Exercise aim :: Each record below is to be restated word for word.

The records ::
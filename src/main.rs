use clap::Parser;
use std::process;
use tracing::Level;

mod cli;

fn main() {
    let args = cli::Args::parse();

    let level = match (args.quiet, args.verbose) {
        (true, _) => Level::ERROR,
        (false, 0) => Level::WARN,
        (false, 1) => Level::DEBUG,
        (false, _) => Level::TRACE,
    };
    tracing_subscriber::fmt()
        .with_writer(std::io::stderr)
        .with_max_level(level)
        .init();

    if let Err(e) = cli::run(args) {
        eprintln!("Error: {}", e);
        process::exit(e.exit_code());
    }
}
use crate::sync::ContextId;
use thiserror::Error;

#[derive(Debug, Error)]
pub enum SyncError {
    #[error("Cannot acquire a lock from a disposed context ({context})")]
    ContextDisposed { context: ContextId },

    #[error("Invalid timeout {millis}ms: must be non-negative or -1 (infinite)")]
    InvalidTimeout { millis: i64 },

    #[error("Invalid duration format '{input}': {message}")]
    InvalidDuration { input: String, message: String },

    #[error("Invalid argument: {0}")]
    InvalidArgument(String),

    #[error("Mutual exclusion violated on {key}: {holders} concurrent holders")]
    ExclusionViolated { key: String, holders: usize },

    #[error("FIFO order violated: expected {expected:?}, got {actual:?}")]
    FairnessViolated {
        expected: Vec<usize>,
        actual: Vec<usize>,
    },

    #[error("{0}")]
    Other(String),
}

impl SyncError {
    pub fn exit_code(&self) -> i32 {
        match self {
            SyncError::ExclusionViolated { .. } | SyncError::FairnessViolated { .. } => 2,
            SyncError::ContextDisposed { .. } => 3,
            _ => 1,
        }
    }

    pub fn disposed(context: ContextId) -> Self {
        SyncError::ContextDisposed { context }
    }

    pub fn invalid_timeout(millis: i64) -> Self {
        SyncError::InvalidTimeout { millis }
    }
}

pub type Result<T> = std::result::Result<T, SyncError>;
use std::collections::BTreeMap;
use std::time::Duration;

use anyhow::{Context, Result};
use async_trait::async_trait;
use serde::Serialize;
use serde_json::Value;

use crate::session_payment::{ExchangeError, PaymentProvider, TokenExchange};

#[derive(Debug, Serialize)]
struct TokenExchangeRequest<'a> {
    payment_system: PaymentProvider,
    token: &'a str,
}

#[derive(Clone)]
/// `TokenExchange` backed by the host's checkout endpoint.
pub struct HttpTokenExchange {
    http: reqwest::Client,
    endpoint: String,
}

impl HttpTokenExchange {
    pub fn new(endpoint: impl Into<String>, request_timeout_ms: u64) -> Result<Self> {
        let mut headers = reqwest::header::HeaderMap::new();
        headers.insert(
            reqwest::header::USER_AGENT,
            reqwest::header::HeaderValue::from_static("playport-host"),
        );
        headers.insert(
            reqwest::header::ACCEPT,
            reqwest::header::HeaderValue::from_static("application/json"),
        );
        let http = reqwest::Client::builder()
            .default_headers(headers)
            .timeout(Duration::from_millis(request_timeout_ms.max(1)))
            .build()
            .context("failed to create token exchange client")?;
        Ok(Self {
            http,
            endpoint: endpoint.into().trim().to_string(),
        })
    }
}

#[async_trait]
impl TokenExchange for HttpTokenExchange {
    async fn exchange(
        &self,
        provider: PaymentProvider,
        token: &str,
    ) -> Result<Value, ExchangeError> {
        let response = self
            .http
            .post(&self.endpoint)
            .json(&TokenExchangeRequest {
                payment_system: provider,
                token,
            })
            .send()
            .await
            .map_err(|error| ExchangeError::Transport(error.to_string()))?;
        let status = response.status();
        let body = response
            .text()
            .await
            .map_err(|error| ExchangeError::Transport(error.to_string()))?;
        tracing::debug!(
            provider = provider.as_str(),
            status = status.as_u16(),
            "token exchange response received"
        );

        if status.is_success() {
            return serde_json::from_str::<Value>(&body)
                .map_err(|error| ExchangeError::InvalidResponse(error.to_string()));
        }
        if status.is_client_error() {
            if let Some(field_errors) = parse_field_errors(&body) {
                return Err(ExchangeError::Rejected { field_errors });
            }
        }
        Err(ExchangeError::HttpStatus {
            status: status.as_u16(),
            body: truncate_for_error(&body, 256),
        })
    }
}

/// Reads `{"errors": {field: message | [messages]}}` from a rejection body.
fn parse_field_errors(body: &str) -> Option<BTreeMap<String, Vec<String>>> {
    let value = serde_json::from_str::<Value>(body).ok()?;
    let errors = value.get("errors")?.as_object()?;
    let mut fields = BTreeMap::new();
    for (field, messages) in errors {
        let messages = match messages {
            Value::String(message) => vec![message.clone()],
            Value::Array(items) => items
                .iter()
                .map(|item| match item {
                    Value::String(message) => message.clone(),
                    other => other.to_string(),
                })
                .collect(),
            other => vec![other.to_string()],
        };
        fields.insert(field.clone(), messages);
    }
    Some(fields)
}

fn truncate_for_error(body: &str, max_chars: usize) -> String {
    if body.chars().count() <= max_chars {
        return body.to_string();
    }
    let truncated = body.chars().take(max_chars).collect::<String>();
    format!("{truncated}...")
}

Result for this exercise ::
filename src/main.rs
use clap::Parser;
use std::process;
use tracing::Level;

mod cli;

fn main() {
    let args = cli::Args::parse();

    let level = match (args.quiet, args.verbose) {
        (true, _) => Level::ERROR,
        (false, 0) => Level::WARN,
        (false, 1) => Level::DEBUG,
        (false, _) => Level::TRACE,
    };
    tracing_subscriber::fmt()
        .with_writer(std::io::stderr)
        .with_max_level(level)
        .init();

    if let Err(e) = cli::run(args) {
        eprintln!("Error: {}", e);
        process::exit(e.exit_code());
    }
}
use crate::sync::ContextId;
use thiserror::Error;

#[derive(Debug, Error)]
pub enum SyncError {
    #[error("Cannot acquire a lock from a disposed context ({context})")]
    ContextDisposed { context: ContextId },

    #[error("Invalid timeout {millis}ms: must be non-negative or -1 (infinite)")]
    InvalidTimeout { millis: i64 },

    #[error("Invalid duration format '{input}': {message}")]
    InvalidDuration { input: String, message: String },

    #[error("Invalid argument: {0}")]
    InvalidArgument(String),

    #[error("Mutual exclusion violated on {key}: {holders} concurrent holders")]
    ExclusionViolated { key: String, holders: usize },

    #[error("FIFO order violated: expected {expected:?}, got {actual:?}")]
    FairnessViolated {
        expected: Vec<usize>,
        actual: Vec<usize>,
    },

    #[error("{0}")]
    Other(String),
}

impl SyncError {
    pub fn exit_code(&self) -> i32 {
        match self {
            SyncError::ExclusionViolated { .. } | SyncError::FairnessViolated { .. } => 2,
            SyncError::ContextDisposed { .. } => 3,
            _ => 1,
        }
    }

    pub fn disposed(context: ContextId) -> Self {
        SyncError::ContextDisposed { context }
    }

    pub fn invalid_timeout(millis: i64) -> Self {
        SyncError::InvalidTimeout { millis }
    }
}

pub type Result<T> = std::result::Result<T, SyncError>;
use std::collections::BTreeMap;
use std::time::Duration;

use anyhow::{Context, Result};
use async_trait::async_trait;
use serde::Serialize;
use serde_json::Value;

use crate::session_payment::{ExchangeError, PaymentProvider, TokenExchange};

#[derive(Debug, Serialize)]
struct TokenExchangeRequest<'a> {
    payment_system: PaymentProvider,
    token: &'a str,
}

#[derive(Clone)]
/// `TokenExchange` backed by the host's checkout endpoint.
pub struct HttpTokenExchange {
    http: reqwest::Client,
    endpoint: String,
}

impl HttpTokenExchange {
    pub fn new(endpoint: impl Into<String>, request_timeout_ms: u64) -> Result<Self> {
        let mut headers = reqwest::header::HeaderMap::new();
        headers.insert(
            reqwest::header::USER_AGENT,
            reqwest::header::HeaderValue::from_static("playport-host"),
        );
        headers.insert(
            reqwest::header::ACCEPT,
            reqwest::header::HeaderValue::from_static("application/json"),
        );
        let http = reqwest::Client::builder()
            .default_headers(headers)
            .timeout(Duration::from_millis(request_timeout_ms.max(1)))
            .build()
            .context("failed to create token exchange client")?;
        Ok(Self {
            http,
            endpoint: endpoint.into().trim().to_string(),
        })
    }
}

#[async_trait]
impl TokenExchange for HttpTokenExchange {
    async fn exchange(
        &self,
        provider: PaymentProvider,
        token: &str,
    ) -> Result<Value, ExchangeError> {
        let response = self
            .http
            .post(&self.endpoint)
            .json(&TokenExchangeRequest {
                payment_system: provider,
                token,
            })
            .send()
            .await
            .map_err(|error| ExchangeError::Transport(error.to_string()))?;
        let status = response.status();
        let body = response
            .text()
            .await
            .map_err(|error| ExchangeError::Transport(error.to_string()))?;
        tracing::debug!(
            provider = provider.as_str(),
            status = status.as_u16(),
            "token exchange response received"
        );

        if status.is_success() {
            return serde_json::from_str::<Value>(&body)
                .map_err(|error| ExchangeError::InvalidResponse(error.to_string()));
        }
        if status.is_client_error() {
            if let Some(field_errors) = parse_field_errors(&body) {
                return Err(ExchangeError::Rejected { field_errors });
            }
        }
        Err(ExchangeError::HttpStatus {
            status: status.as_u16(),
            body: truncate_for_error(&body, 256),
        })
    }
}

/// Reads `{"errors": {field: message | [messages]}}` from a rejection body.
fn parse_field_errors(body: &str) -> Option<BTreeMap<String, Vec<String>>> {
    let value = serde_json::from_str::<Value>(body).ok()?;
    let errors = value.get("errors")?.as_object()?;
    let mut fields = BTreeMap::new();
    for (field, messages) in errors {
        let messages = match messages {
            Value::String(message) => vec![message.clone()],
            Value::Array(items) => items
                .iter()
                .map(|item| match item {
                    Value::String(message) => message.clone(),
                    other => other.to_string(),
                })
                .collect(),
            other => vec![other.to_string()],
        };
        fields.insert(field.clone(), messages);
    }
    Some(fields)
}

fn truncate_for_error(body: &str, max_chars: usize) -> String {
    if body.chars().count() <= max_chars {
        return body.to_string();
    }
    let truncated = body.chars().take(max_chars).collect::<String>();
    format!("{truncated}...")
}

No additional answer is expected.